7. These interviews were conducted prior to the main research activities in the field. I had 14 individual and 5 focus group discussions at the various environmental conferences or related visits (a total of 24 people interviewed).

8. Differentiation of groups identified in Isahaya interviews included: a pro-development group and anti-development group; people who live in the area (‘locals’) and people who do not; people who live close to a possible flood area and people who do not; people who understand fishing and the sea and people who do not; fishermen and farmers; fishermen who received compensation and other citizens who did not; fishermen who received compensation and fishermen who did not; fishermen who continued fishing and fishermen who moved to work at the land reclamation construction sites; fishermen who catch fish or shellfish and fishermen who grow nori-seaweed (they received different damages and compensation); people who value nature and people who value money; people who feel one should sacrifice the environment for the project and those who want to look for alternatives to protect the environment; people who are ‘corrupt’ and people who are not; people who value democracy and citizens’ opinions and those who do not; and people who are ‘educated’ and people who are not.

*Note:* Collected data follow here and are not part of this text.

//! Dialog Frame Component
//!
//! A centered dialog frame with rounded borders, an optional key hint in the
//! bottom border and a cleared background.

use ratatui::{
    layout::Rect,
    style::{Modifier, Style},
    text::{Line, Span},
    widgets::{Block, BorderType, Borders, Clear},
    Frame,
};

use crate::ui::layout::LayoutContext;
use crate::ui::theme::{COLOR_ACCENT, COLOR_BORDER, COLOR_DIALOG_BG, COLOR_DIM};

/// Configuration for rendering a dialog frame
#[derive(Debug, Clone)]
pub struct DialogFrameConfig<'a> {
    /// Title displayed in the top border
    pub title: &'a str,
    /// Key hint displayed in the bottom border
    pub hint: Option<&'a str>,
    /// Content height (not including borders)
    pub content_height: u16,
    /// Minimum width
    pub min_width: u16,
    /// Maximum width
    pub max_width: u16,
}

impl<'a> DialogFrameConfig<'a> {
    pub fn new(title: &'a str, content_height: u16) -> Self {
        Self {
            title,
            hint: None,
            content_height,
            min_width: 36,
            max_width: 64,
        }
    }

    pub fn hint(mut self, hint: &'a str) -> Self {
        self.hint = Some(hint);
        self
    }

    pub fn max_width(mut self, width: u16) -> Self {
        self.max_width = width;
        self
    }
}

/// Calculate dialog width based on terminal size and configuration
fn calculate_dialog_width(ctx: &LayoutContext, config: &DialogFrameConfig, area_width: u16) -> u16 {
    let width = if ctx.is_extra_small() {
        area_width.saturating_sub(4).min(config.max_width)
    } else if ctx.is_narrow() {
        ctx.bounded_width(80, config.min_width, config.max_width)
    } else {
        ctx.bounded_width(50, config.min_width, config.max_width)
    };
    width.min(area_width)
}

/// Outer rectangle of a dialog centered in `area`.
pub fn dialog_area(area: Rect, ctx: &LayoutContext, config: &DialogFrameConfig) -> Rect {
    let width = calculate_dialog_width(ctx, config, area.width);
    let height = (config.content_height + 2).min(area.height);
    Rect {
        x: area.x + area.width.saturating_sub(width) / 2,
        y: area.y + area.height.saturating_sub(height) / 2,
        width,
        height,
    }
}

/// Render a dialog frame and return the inner content area
pub fn render_dialog_frame(
    frame: &mut Frame,
    area: Rect,
    ctx: &LayoutContext,
    config: &DialogFrameConfig,
) -> Rect {
    let outer = dialog_area(area, ctx, config);
    frame.render_widget(Clear, outer);

    let mut block = Block::default()
        .title(Span::styled(
            format!(" {} ", config.title),
            Style::default()
                .fg(COLOR_ACCENT)
                .add_modifier(Modifier::BOLD),
        ))
        .borders(Borders::ALL)
        .border_type(BorderType::Rounded)
        .border_style(Style::default().fg(COLOR_BORDER))
        .style(Style::default().bg(COLOR_DIALOG_BG));
    if let Some(hint) = config.hint {
        block = block.title_bottom(
            Line::from(Span::styled(format!(" {} ", hint), Style::default().fg(COLOR_DIM)))
                .right_aligned(),
        );
    }

    let inner = block.inner(outer);
    frame.render_widget(block, outer);
    inner
}
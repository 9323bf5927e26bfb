//! Common test utilities for integration tests.
//!
//! Fixtures for driving the forum client and the whole app without a
//! terminal: an in-memory backend, app builders, key helpers and a
//! `TestBackend` renderer.
//!
//! # Example
//!
//! ```ignore
//! let forum = common::seeded_forum();
//! let mut app = common::app_for(&forum);
//! app.start();
//! common::settle(&mut app).await;
//! ```

#![allow(dead_code)]

use std::sync::Arc;
use std::time::Duration;

use crossterm::event::{KeyCode, KeyEvent, KeyModifiers};
use ratatui::{backend::TestBackend, Terminal};

use rpg_forum::adapters::{InMemoryForum, LocalAuthService};
use rpg_forum::api::{ForumClient, RetryPolicy};
use rpg_forum::app::App;
use rpg_forum::config::ForumConfig;

pub const TOPICS_URL: &str = "http://forum.test/topics";
pub const COMMENTS_URL: &str = "http://forum.test/comments";

/// Upper bound for waiting on a spawned task.
const SETTLE_TIMEOUT: Duration = Duration::from_secs(5);

pub fn test_config() -> ForumConfig {
    ForumConfig::new()
        .with_topics_url(TOPICS_URL)
        .with_comments_url(COMMENTS_URL)
        .with_timeout(Duration::from_millis(500))
}

pub fn forum() -> InMemoryForum {
    InMemoryForum::new(TOPICS_URL, COMMENTS_URL)
}

/// Three topics across two worlds, one pinned, two comments on the first.
pub fn seeded_forum() -> InMemoryForum {
    let forum = forum();
    let tavern = forum.seed_topic("Таверна у дороги", "Мерлин", "Фэнтези", false);
    forum.seed_topic("Станция Орион", "Рипли", "Научная фантастика", false);
    forum.seed_topic("Правила набора", "Модератор", "Фэнтези", true);
    forum.seed_comment(tavern, "Арвен", "Захожу внутрь и сажусь у камина.");
    forum.seed_comment(tavern, "Гимли", "Эля мне!");
    forum
}

/// Client over the in-memory backend with a near-zero retry backoff.
pub fn client_for(forum: &InMemoryForum) -> ForumClient {
    ForumClient::with_http(&test_config(), Arc::new(forum.clone()))
        .with_retry_policy(RetryPolicy::new(1).with_backoff(Duration::from_millis(1)))
}

pub fn app_for(forum: &InMemoryForum) -> App {
    App::new(client_for(forum), Arc::new(LocalAuthService::new()))
}

/// Started app with the first topic load applied.
pub async fn started_app(forum: &InMemoryForum) -> App {
    let mut app = app_for(forum);
    app.start();
    settle(&mut app).await;
    app
}

/// Apply the next task report.
pub async fn settle(app: &mut App) {
    let msg = tokio::time::timeout(SETTLE_TIMEOUT, app.next_message())
        .await
        .expect("task did not report in time")
        .expect("message channel closed");
    app.handle_message(msg);
}

pub fn key(code: KeyCode) -> KeyEvent {
    KeyEvent::new(code, KeyModifiers::NONE)
}

pub fn press(app: &mut App, code: KeyCode) {
    app.handle_key(key(code));
}

pub fn ctrl(app: &mut App, c: char) {
    app.handle_key(KeyEvent::new(KeyCode::Char(c), KeyModifiers::CONTROL));
}

pub fn type_text(app: &mut App, text: &str) {
    for c in text.chars() {
        press(app, KeyCode::Char(c));
    }
}

/// Render one frame and return the buffer as text, one line per row.
pub fn render_to_string(app: &App, width: u16, height: u16) -> String {
    let backend = TestBackend::new(width, height);
    let mut terminal = Terminal::new(backend).expect("test terminal");
    terminal
        .draw(|frame| rpg_forum::ui::render(frame, app))
        .expect("draw");

    let buffer = terminal.backend().buffer();
    let mut out = String::new();
    for y in 0..buffer.area.height {
        for x in 0..buffer.area.width {
            out.push_str(buffer[(x, y)].symbol());
        }
        out.push('\n');
    }
    out
}
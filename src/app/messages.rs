//! AppMessage enum for async communication within the application.

use crate::error::{AuthError, ForumResult};
use crate::models::Topic;
use crate::traits::Session;
use crate::view_model::{DetailSnapshot, Mutation, Ticket};

/// Messages sent back by spawned network and auth tasks.
///
/// Every forum result carries the [`Ticket`] it was issued under so the
/// receiving view-model can drop it if the screen was left in between.
#[derive(Debug, Clone)]
pub enum AppMessage {
    /// Topic collection fetched for the home screen
    TopicsLoaded {
        ticket: Ticket,
        result: ForumResult<Vec<Topic>>,
    },
    /// Create request finished (plus the resync that followed)
    TopicCreated {
        ticket: Ticket,
        result: Mutation<ForumResult<Vec<Topic>>>,
    },
    /// Delete request finished (plus the resync that followed)
    TopicDeleted {
        ticket: Ticket,
        id: i64,
        result: Mutation<ForumResult<Vec<Topic>>>,
    },
    /// Topic and comments fetched for the detail screen
    DetailLoaded {
        ticket: Ticket,
        snapshot: DetailSnapshot,
    },
    CommentAdded {
        ticket: Ticket,
        result: Mutation<DetailSnapshot>,
    },
    CommentDeleted {
        ticket: Ticket,
        id: i64,
        result: Mutation<DetailSnapshot>,
    },
    /// Login or registration succeeded
    SessionStarted { ticket: Ticket, session: Session },
    /// Login or registration was refused
    AuthFailed { ticket: Ticket, err: AuthError },
    SignedOut,
}
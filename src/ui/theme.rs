//! Color theme constants for the forum UI
//!
//! Defines the dark palette used throughout the UI and the per-world colors
//! of the topic categories.

use ratatui::style::Color;

use crate::models::Category;

// ============================================================================
// Dark Color Theme
// ============================================================================

/// Primary border color
pub const COLOR_BORDER: Color = Color::DarkGray;

/// Accent color - the portal's purple glow
pub const COLOR_ACCENT: Color = Color::Rgb(155, 135, 245);

/// Header text color - white for the logo
pub const COLOR_HEADER: Color = Color::White;

/// Dim text for less important info
pub const COLOR_DIM: Color = Color::DarkGray;

/// Secondary text (authors, counters)
pub const COLOR_MUTED: Color = Color::Gray;

/// Background for input areas
pub const COLOR_INPUT_BG: Color = Color::Rgb(20, 20, 30);

/// Selected row background
pub const COLOR_SELECTED_BG: Color = Color::Rgb(35, 30, 60);

/// Pinned topic marker
pub const COLOR_PINNED: Color = Color::Rgb(250, 204, 21);

// ============================================================================
// Status Colors
// ============================================================================

/// Success state - green
pub const COLOR_SUCCESS: Color = Color::Rgb(4, 181, 117); // green #04B575

/// Destructive state - red
pub const COLOR_ERROR: Color = Color::Red;

/// Pending action spinner
pub const COLOR_PENDING: Color = Color::Yellow;

// ============================================================================
// Dialog Colors
// ============================================================================

/// Background color for dialog boxes and toasts
pub const COLOR_DIALOG_BG: Color = Color::Rgb(10, 15, 35);

// ============================================================================
// Category Colors
// ============================================================================

/// Color of a category badge. Labels outside the fixed set are neutral.
pub fn category_color(label: &str) -> Color {
    match Category::from_label(label) {
        Some(Category::Fantasy) => Color::Rgb(168, 85, 247),
        Some(Category::SciFi) => Color::Rgb(59, 130, 246),
        Some(Category::PostApocalypse) => Color::Rgb(249, 115, 22),
        Some(Category::Medieval) => Color::Rgb(234, 179, 8),
        Some(Category::Modern) => Color::Rgb(34, 197, 94),
        None => COLOR_MUTED,
    }
}

/// Glyph of a category badge. Labels outside the fixed set get a dot.
pub fn category_glyph(label: &str) -> char {
    Category::from_label(label).map_or('·', |c| c.glyph())
}
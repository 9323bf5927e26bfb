//! Modal dialogs layered over the current screen.

use super::forms::{LoginForm, RegisterForm, TopicForm};

/// A destructive action waiting for a y/n answer.
#[derive(Debug, Clone, PartialEq, Eq)]
pub enum ConfirmAction {
    DeleteTopic { id: i64, title: String },
    DeleteComment { id: i64 },
}

impl ConfirmAction {
    pub fn prompt(&self) -> &'static str {
        match self {
            ConfirmAction::DeleteTopic { .. } => "Удалить тему?",
            ConfirmAction::DeleteComment { .. } => "Удалить комментарий?",
        }
    }

    /// Second line of the confirmation box.
    pub fn detail(&self) -> String {
        match self {
            ConfirmAction::DeleteTopic { title, .. } => {
                format!("«{}» будет удалена вместе с комментариями.", title)
            }
            ConfirmAction::DeleteComment { .. } => "Это действие нельзя отменить.".to_string(),
        }
    }
}

/// The open dialog, if any. Only one is open at a time.
#[derive(Debug, Clone)]
pub enum Dialog {
    Login(LoginForm),
    Register(RegisterForm),
    CreateTopic(TopicForm),
    Confirm(ConfirmAction),
}

impl Dialog {
    pub fn title(&self) -> &'static str {
        match self {
            Dialog::Login(_) => "Вход в портал",
            Dialog::Register(_) => "Регистрация героя",
            Dialog::CreateTopic(_) => "Новая тема",
            Dialog::Confirm(_) => "Подтверждение",
        }
    }

    /// Whether the dialog collects text input.
    pub fn takes_text(&self) -> bool {
        !matches!(self, Dialog::Confirm(_))
    }
}

#[cfg(test)]
mod tests {
    use super::*;

    #[test]
    fn test_confirm_prompts() {
        let topic = ConfirmAction::DeleteTopic {
            id: 1,
            title: "Тест".to_string(),
        };
        assert_eq!(topic.prompt(), "Удалить тему?");
        assert!(topic.detail().contains("Тест"));
        assert_eq!(
            ConfirmAction::DeleteComment { id: 2 }.prompt(),
            "Удалить комментарий?"
        );
    }

    #[test]
    fn test_dialog_titles() {
        assert_eq!(Dialog::Login(LoginForm::new()).title(), "Вход в портал");
        assert_eq!(
            Dialog::Register(RegisterForm::new()).title(),
            "Регистрация героя"
        );
        assert!(!Dialog::Confirm(ConfirmAction::DeleteComment { id: 1 }).takes_text());
    }
}
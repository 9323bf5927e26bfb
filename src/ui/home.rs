//! Home screen: hero banner, the active-topic list with its category
//! filter, and the portal statistics.

use ratatui::{
    layout::{Constraint, Layout, Rect},
    style::{Modifier, Style},
    text::{Line, Span},
    widgets::{Block, BorderType, Borders, List, ListItem, ListState, Paragraph, Wrap},
    Frame,
};

use crate::app::App;
use crate::content::{HERO_SUBTITLE, HERO_TITLE};
use crate::models::{Category, Topic};
use crate::view_model::{ForumStats, PendingAction, TopicListViewModel};

use super::components::{render_status_indicator, StatusIndicatorType};
use super::layout::{truncate, LayoutContext};
use super::theme::{
    category_color, category_glyph, COLOR_ACCENT, COLOR_BORDER, COLOR_DIM, COLOR_HEADER,
    COLOR_MUTED, COLOR_PENDING, COLOR_PINNED, COLOR_SELECTED_BG,
};

pub fn render_home(frame: &mut Frame, area: Rect, app: &App, ctx: &LayoutContext) {
    let hero_height = if ctx.should_show_hero() { 4 } else { 0 };
    let [hero, main] =
        Layout::vertical([Constraint::Length(hero_height), Constraint::Min(1)]).areas(area);
    if hero_height > 0 {
        render_hero(frame, hero);
    }

    if ctx.should_show_stats_column() {
        let (_, right) = ctx.two_column_widths();
        let [list, side] =
            Layout::horizontal([Constraint::Min(1), Constraint::Length(right)]).areas(main);
        render_topic_list(frame, list, app, ctx);
        render_stats(frame, side, &app.topic_list.stats(), false);
    } else {
        let [list, stats] =
            Layout::vertical([Constraint::Min(1), Constraint::Length(4)]).areas(main);
        render_topic_list(frame, list, app, ctx);
        render_stats(frame, stats, &app.topic_list.stats(), true);
    }
}

fn render_hero(frame: &mut Frame, area: Rect) {
    let lines = vec![
        Line::from(Span::styled(
            HERO_TITLE,
            Style::default()
                .fg(COLOR_ACCENT)
                .add_modifier(Modifier::BOLD),
        )),
        Line::from(Span::styled(HERO_SUBTITLE, Style::default().fg(COLOR_MUTED))),
    ];
    frame.render_widget(
        Paragraph::new(lines).centered().wrap(Wrap { trim: true }),
        area,
    );
}

/// "Активные темы" with the filter badge and reset hint.
pub(crate) fn list_title(vm: &TopicListViewModel) -> Line<'static> {
    let mut spans = vec![Span::styled(
        " Активные темы ",
        Style::default()
            .fg(COLOR_HEADER)
            .add_modifier(Modifier::BOLD),
    )];
    if let Some(filter) = vm.filter() {
        spans.push(Span::styled(
            format!("[{} {}]", category_glyph(filter), filter),
            Style::default().fg(category_color(filter)),
        ));
        spans.push(Span::styled(" x Сбросить фильтр ", Style::default().fg(COLOR_DIM)));
    }
    Line::from(spans)
}

fn render_topic_list(frame: &mut Frame, area: Rect, app: &App, ctx: &LayoutContext) {
    let vm = &app.topic_list;
    let block = Block::default()
        .title(list_title(vm))
        .borders(Borders::ALL)
        .border_type(BorderType::Rounded)
        .border_style(Style::default().fg(COLOR_BORDER));
    let inner = block.inner(area);
    frame.render_widget(block, area);

    let topics = vm.filtered();
    if topics.is_empty() {
        let line = if vm.is_loading() {
            render_status_indicator(&StatusIndicatorType::spinner("Загрузка тем...", app.tick_count))
        } else if vm.load_failed() {
            render_status_indicator(&StatusIndicatorType::error(
                "Не удалось загрузить темы. Нажмите g, чтобы повторить",
            ))
        } else if vm.filter().is_some() {
            render_status_indicator(&StatusIndicatorType::info("В этом мире пока нет тем"))
        } else {
            render_status_indicator(&StatusIndicatorType::info(
                "Тем пока нет. Нажмите n, чтобы создать первую",
            ))
        };
        frame.render_widget(Paragraph::new(line).centered(), inner);
        return;
    }

    let max_title = ctx.max_title_length();
    let items: Vec<ListItem> = topics
        .iter()
        .map(|topic| {
            let deleting = vm.is_pending(PendingAction::DeleteTopic(topic.id));
            topic_item(topic, max_title, deleting)
        })
        .collect();

    let list = List::new(items)
        .highlight_style(Style::default().bg(COLOR_SELECTED_BG))
        .highlight_symbol("▌");
    let mut state = ListState::default().with_selected(Some(vm.selected_index()));
    frame.render_stateful_widget(list, inner, &mut state);
}

/// Two-line row: badge and title, then author and counters.
fn topic_item(topic: &Topic, max_title: usize, deleting: bool) -> ListItem<'static> {
    let mut first = Vec::new();
    if topic.is_pinned {
        first.push(Span::styled("▲ ", Style::default().fg(COLOR_PINNED)));
    }
    first.push(Span::styled(
        format!("{} {} ", category_glyph(&topic.category), topic.category),
        Style::default().fg(category_color(&topic.category)),
    ));
    first.push(Span::styled(
        truncate(&topic.title, max_title),
        Style::default()
            .fg(COLOR_HEADER)
            .add_modifier(Modifier::BOLD),
    ));
    if deleting {
        first.push(Span::styled(
            format!("  {}", PendingAction::DeleteTopic(topic.id).label()),
            Style::default().fg(COLOR_PENDING),
        ));
    }

    let second = Line::from(vec![
        Span::styled(
            format!("  ({}) ", topic.author_initial()),
            Style::default().fg(COLOR_ACCENT),
        ),
        Span::styled(topic.author.clone(), Style::default().fg(COLOR_MUTED)),
        Span::styled(
            format!(
                "  ✉ {}  ◎ {}  {}",
                topic.replies, topic.views, topic.last_post
            ),
            Style::default().fg(COLOR_DIM),
        ),
    ]);
    ListItem::new(vec![Line::from(first), second])
}

/// "Статистика портала". Active topics count the unfiltered collection.
pub(crate) fn stats_lines(stats: &ForumStats) -> Vec<(String, &'static str)> {
    vec![
        (stats.players.to_string(), "Игроков"),
        (stats.active_topics.to_string(), "Активных тем"),
        (stats.worlds.to_string(), "Миров"),
        (stats.messages.to_string(), "Сообщений"),
    ]
}

fn render_stats(frame: &mut Frame, area: Rect, stats: &ForumStats, compact: bool) {
    let block = Block::default()
        .title(Span::styled(
            " Статистика портала ",
            Style::default()
                .fg(COLOR_HEADER)
                .add_modifier(Modifier::BOLD),
        ))
        .borders(Borders::ALL)
        .border_type(BorderType::Rounded)
        .border_style(Style::default().fg(COLOR_BORDER));
    let inner = block.inner(area);
    frame.render_widget(block, area);

    let value_style = Style::default()
        .fg(COLOR_ACCENT)
        .add_modifier(Modifier::BOLD);
    let label_style = Style::default().fg(COLOR_MUTED);

    if compact {
        let mut spans = Vec::new();
        for (value, label) in stats_lines(stats) {
            spans.push(Span::styled(value, value_style));
            spans.push(Span::styled(format!(" {}   ", label), label_style));
        }
        frame.render_widget(Paragraph::new(Line::from(spans)).centered(), inner);
        return;
    }

    let mut lines = Vec::new();
    for (value, label) in stats_lines(stats) {
        lines.push(Line::from(vec![
            Span::styled(format!("{:>6} ", value), value_style),
            Span::styled(label, label_style),
        ]));
    }
    lines.push(Line::default());
    lines.push(Line::from(Span::styled("Миры", Style::default().fg(COLOR_HEADER))));
    for category in Category::ALL {
        lines.push(Line::from(vec![
            Span::styled(
                format!(" {} ", category.glyph()),
                Style::default().fg(category_color(category.label())),
            ),
            Span::styled(category.label(), label_style),
        ]));
    }
    lines.push(Line::from(Span::styled(" c фильтр по миру", Style::default().fg(COLOR_DIM))));
    frame.render_widget(Paragraph::new(lines), inner);
}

9. Discourse topics for analysis included: science (statistics and probability, scientific evidence); risk (warning of risk, invisible risk characteristics); uncertainty; presentation (presentation of fact, metaphor, pictures and illustrations, balance and style, missing points); values (authorities and power, trust, history and future, differentiation of groups); and others. How the text is talking about risk and uncertainty are the key areas to understand ‘myth of nature’ which might be communicated by the author of the text.

10. This includes meetings such as the ‘Wetland Link International Conference’ (2010, Malaysia), the ‘Society of Ecological Restoration Conference’ (2011, Mexico); the ‘Environment and Advertisement Symposium’ (2012, Japan).

11. In Japan, it is also common for a local government to utilise space in municipal public relation materials, such as Nagasaki Prefectural Newsletter or local cable TV government channels to advertise a construction project which it is promoting. Whether or not it is ethically acceptable for citizens to allow municipal governments to use tax payers’ money to promote one side of arguments is another big issue that needs to be addressed in the future, yet similar environmental communication practice are also observed in other countries such as Korea (e.g. Four river ‘restoration’ projects advertised by the national and local government offices).

12. In 2011, I gave a lecture on this project to 170 students at graduate school level in Nagoya city (700 km away from the project site). In the feedback sheets received from the students, there were three students from Nagasaki, and each confessed that it was the first time that they had learned about or discussed tidal flats project in any school setting.

13. According to Lundgren and McMakin (Citation2004), there are three different types of risk communication: crisis communication (risk communication relating to an immediate threat, e.g. tsunami); care communication (risk communication in which the risk is not in doubt, e.g. smoking tobacco); and consensus communication (risk communication to reach agreement about the way a risk is assessed and managed, e.g. building a hotel by a beach).

In this article, the risk communication which I am discussing mainly falls into a category of ‘consensus communication’ (or ‘consensus communication’ which is presented as ‘care communication’ although the risk is still in doubt). I am not encouraging citizens to question risk information during an imminent natural disaster.